Evolution has consistently demonstrated optimal strategies for adaptation and functional efficiency in living organisms, particularly in executing critical operations necessary for survival by performing diverse tasks using a single end-effector. Consequently, bio-inspiration drawn from biological systems, including humans, remains a well-established and effective methodology for the design and control of robotic mechanisms. When addressing complex tasks such as assembly, disassembly, and object manipulation, it is essential to adopt biologically inspired approaches that support learning and adaptability based on natural analogues.

In this topic, we aim to develop bio-inspired end-effectors for human–robot systems to achieve high efficiency and adaptability across diverse operational scenarios. To this end, we leverage the imitation of both mechanical properties and sensing modalities of biological systems, enabling the reproduction of similar operations through subsequent learning processes.

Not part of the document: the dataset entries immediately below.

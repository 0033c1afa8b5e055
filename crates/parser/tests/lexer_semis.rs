use godecl_parser::lexer::{tokenize, Lexer, Tok};

fn injected_semis(input: &str) -> Vec<usize> {
    Lexer::new(input)
        .filter(|&(s, t, e)| t == Tok::Semi && s == e)
        .map(|(s, _, _)| s)
        .collect()
}

/// Token kinds as Go's scanner tests spell them; comments are not tokens.
fn lex_names(input: &str) -> String {
    let (toks, _) = tokenize(input);
    toks.iter()
        .map(|(_, t, _)| t.symbol())
        .collect::<Vec<_>>()
        .join(" ")
}

#[rustfmt::skip]
const SEMICOLON_TESTS: &[(&str, &str)] = &[
    ("", ""),
    ("\u{FEFF};", ";"),
    (";", ";"),

    ("foo\n", "IDENT ;"),
    ("123\n", "INT ;"),
    ("1.2\n", "FLOAT ;"),
    ("2i\n", "IMAG ;"),
    ("'x'\n", "CHAR ;"),
    ("\"x\"\n", "STRING ;"),
    ("`x`\n", "STRING ;"),

    ("+\n", "+"),
    ("*\n", "*"),
    ("&^\n", "&^"),
    ("+=\n", "+="),
    ("&^=\n", "&^="),
    ("<-\n", "<-"),
    ("++\n", "++ ;"),
    ("--\n", "-- ;"),
    (":=\n", ":="),
    ("...\n", "..."),

    ("(\n", "("),
    ("[\n", "["),
    ("{\n", "{"),
    (",\n", ","),
    (")\n", ") ;"),
    ("]\n", "] ;"),
    ("}\n", "} ;"),
    (";\n", ";"),

    ("break\n", "break ;"),
    ("continue\n", "continue ;"),
    ("fallthrough\n", "fallthrough ;"),
    ("return\n", "return ;"),
    ("func\n", "func"),
    ("var\n", "var"),
    ("chan\n", "chan"),

    ("foo//comment\n", "IDENT ;"),
    ("foo//comment", "IDENT ;"),
    ("foo/*comment*/\n", "IDENT ;"),
    ("foo/*\n*/", "IDENT ;"),
    ("foo    /*\n*/    ", "IDENT ;"),

    ("var (\n\tx int\n\ty string\n)", "var ( IDENT IDENT ; IDENT IDENT ; ) ;"),
    ("func Foo() {\n\treturn /* */ }\n", "func IDENT ( ) { return } ;"),
    ("x := 1", "IDENT := INT ;"),
];

#[test]
fn semicolons_like_go_scanner() {
    for &(input, want) in SEMICOLON_TESTS {
        assert_eq!(lex_names(input), want, "input={input:?}");

        // Trailing newlines never change the token stream.
        let trimmed = input.trim_end_matches('\n');
        assert_eq!(lex_names(trimmed), want, "input={trimmed:?}");
    }
}

#[test]
fn crlf_is_one_line_break() {
    assert_eq!(injected_semis("x\r\ny"), vec![1, 4]);
}

#[test]
fn block_comment_with_cr_acts_like_newline() {
    assert_eq!(injected_semis("x/*\r*/y"), vec![3, 7]);
}

#[test]
fn block_comment_newline_does_not_insert_after_if() {
    assert_eq!(injected_semis("if/*\n*/x"), vec![8]);
}

#[test]
fn line_comment_at_eof() {
    let src = "x//c";
    assert_eq!(injected_semis(src), vec![src.len()]);
}

#[test]
fn line_comment_before_crlf() {
    let src = "x//c\r\ny";
    let cr_pos = src.find('\r').unwrap();
    assert_eq!(injected_semis(src), vec![cr_pos, src.len()]);
}

#[test]
fn branch_keywords_end_statements() {
    assert_eq!(injected_semis("break\nx"), vec![5, 7]);
    assert_eq!(injected_semis("fallthrough\nx"), vec![11, 13]);
}

#[test]
fn inc_dec_and_imaginary_end_statements() {
    assert_eq!(injected_semis("x++\ny"), vec![3, 5]);
    assert_eq!(injected_semis("1i\nx"), vec![2, 4]);
}

#[test]
fn operator_at_line_end_continues_expression() {
    assert_eq!(injected_semis("a +\nb"), vec![5]);
}
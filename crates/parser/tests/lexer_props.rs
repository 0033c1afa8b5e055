use godecl_parser::lexer::{Lexer, Tok};
use godecl_parser::{parse_decl, parse_expr, parse_stmt};
use proptest::prelude::*;

proptest! {
    #![proptest_config(ProptestConfig {
        cases: 256,
        .. ProptestConfig::default()
    })]
    #[test]
    fn lexer_never_panics_and_progresses(s in ".*") {
        // End of the last real (non-injected) token.
        let mut last_real_end = 0usize;
        let max_steps = s.len().saturating_mul(2) + 2;

        for (steps, (start, tok, end)) in Lexer::new(&s).enumerate() {
            prop_assert!(start <= end && end <= s.len(), "span ({start},{end}) tok={tok:?} input={s:?}");
            prop_assert!(steps <= max_steps, "possible hang at step {steps}, input={s:?}");

            if tok == Tok::Semi && start == end {
                prop_assert!(start >= last_real_end, "injected semi behind the cursor, input={s:?}");
            } else {
                prop_assert!(start >= last_real_end, "token moved backwards, input={s:?}");
                last_real_end = end;
            }
        }
    }

    #[test]
    fn parsers_never_panic(s in "[a-z0-9 ()\\[\\]{}*.,;:=+\\-<>!&|^~\"`'\n]{0,48}") {
        let _ = parse_expr(&s);
        let _ = parse_decl(&s);
        let _ = parse_stmt(&s);
    }

    #[test]
    fn failures_point_inside_the_source(s in "\\PC{0,32}") {
        if let Err(failure) = parse_stmt(&s) {
            prop_assert!(!failure.diags.is_empty());
            prop_assert!(failure.diags.iter().all(|d| d.span.end as usize <= s.len()));
        }
    }
}
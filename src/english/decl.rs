//! Declarations and their specifications.

use godecl_parser::ast::{Decl, DeclId, Expr, GenDeclKind, ImportName, Spec};

use super::{list, English};

impl<R: Copy> English<'_, '_, R> {
    pub(crate) fn decl(&mut self, id: DeclId) {
        let frag = self.frag;
        match *frag.decl(id) {
            Decl::Gen(decl) => {
                let specs = frag.arena.specs_list(decl.specs);
                match decl.kind {
                    GenDeclKind::Import => {
                        self.push(&list::noun("import package", specs.len()));
                        self.push(" ");
                    }
                    _ => self.push("declare "),
                }
                self.list(specs, |en, spec| {
                    let noun = match decl.kind {
                        GenDeclKind::Var => "variable",
                        GenDeclKind::Const => "constant",
                        GenDeclKind::Type => "type",
                        GenDeclKind::Import => return en.spec(spec),
                    };
                    en.push(&list::noun(noun, spec.name_count()));
                    en.push(" ");
                    en.spec(spec);
                });
            }
            Decl::Func(decl) => {
                self.push("function ");
                self.push(frag.name(decl.name));
                // Receiver and body have no phrasing.
                if let Expr::FuncType {
                    params, results, ..
                } = *frag.expr(decl.typ)
                {
                    if !params.is_empty() || !results.is_empty() {
                        self.push(" ");
                    }
                    self.signature(params, results);
                }
            }
            Decl::Bad(_) => self.push("<TODO: BadDecl>"),
        }
    }

    fn spec(&mut self, spec: Spec) {
        let frag = self.frag;
        match spec {
            Spec::Value(v) => {
                self.list(frag.arena.ident_names(v.names), |en, name| {
                    en.push(frag.name(name))
                });
                if let Some(typ) = v.typ {
                    self.push(" as ");
                    self.expr(typ);
                }
                let values = frag.arena.exprs_list(v.values);
                if !values.is_empty() {
                    self.push(" with initial ");
                    self.push(&list::noun("value", values.len()));
                    self.push(" ");
                }
                self.list(values, Self::expr);
            }
            // Aliases read the same as definitions.
            Spec::Type(t) => {
                self.push(frag.name(t.name));
                self.push(" as ");
                self.expr(t.typ);
            }
            Spec::Import(i) => {
                self.push(frag.text(i.path.raw));
                match i.name {
                    None => {}
                    Some(ImportName::Name(name)) => {
                        self.push(" as ");
                        self.push(frag.name(name));
                    }
                    Some(ImportName::Dot(_)) => self.push(" as ."),
                    Some(ImportName::Blank(_)) => self.push(" for side-effects"),
                }
            }
        }
    }
}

Data Collection Interface for Imitation Learning

To build robot foundation models and imitation learning models, the quality of data is crucial, and the data collection method must be carefully designed. Teleoperation-based and leader–follower-type systems have been developed and used, but they face challenges in intuitiveness and scalability. To address this, we are developing a hand-shaped device that enables high-quality and easily scalable data collection using only open–close hand motions. In addition to developing the hand itself, it is necessary to build an interface that allows more intuitive operation with human hands. Furthermore, it is required to construct the system as a unified platform capable of posture tracking of the device and simultaneous collection of multimodal data.

Model evaluation methods

Benchmarks for Physical AI

In robotics research and development, it is important to address problems such as how well robots handle different objects and adapt to new situations. These problems need to be examined from different angles and require ongoing improvement. Recent work uses a wide range of data to move the field forward, bringing worldwide attention to the quality and quantity of the data. Our team has created and shared a large dataset for teaching robots to handle objects and for evaluating their performance across different types of robots, especially those with two arms. The dataset has over 10,000 examples and covers more than 100 tasks, from simple pick-and-place actions to more difficult assembly and teamwork with two hands. Using data and clear standards is key to building robots that work well anywhere.
By sharing this dataset, we want to help the robotics research community keep improving and create robots that can do more.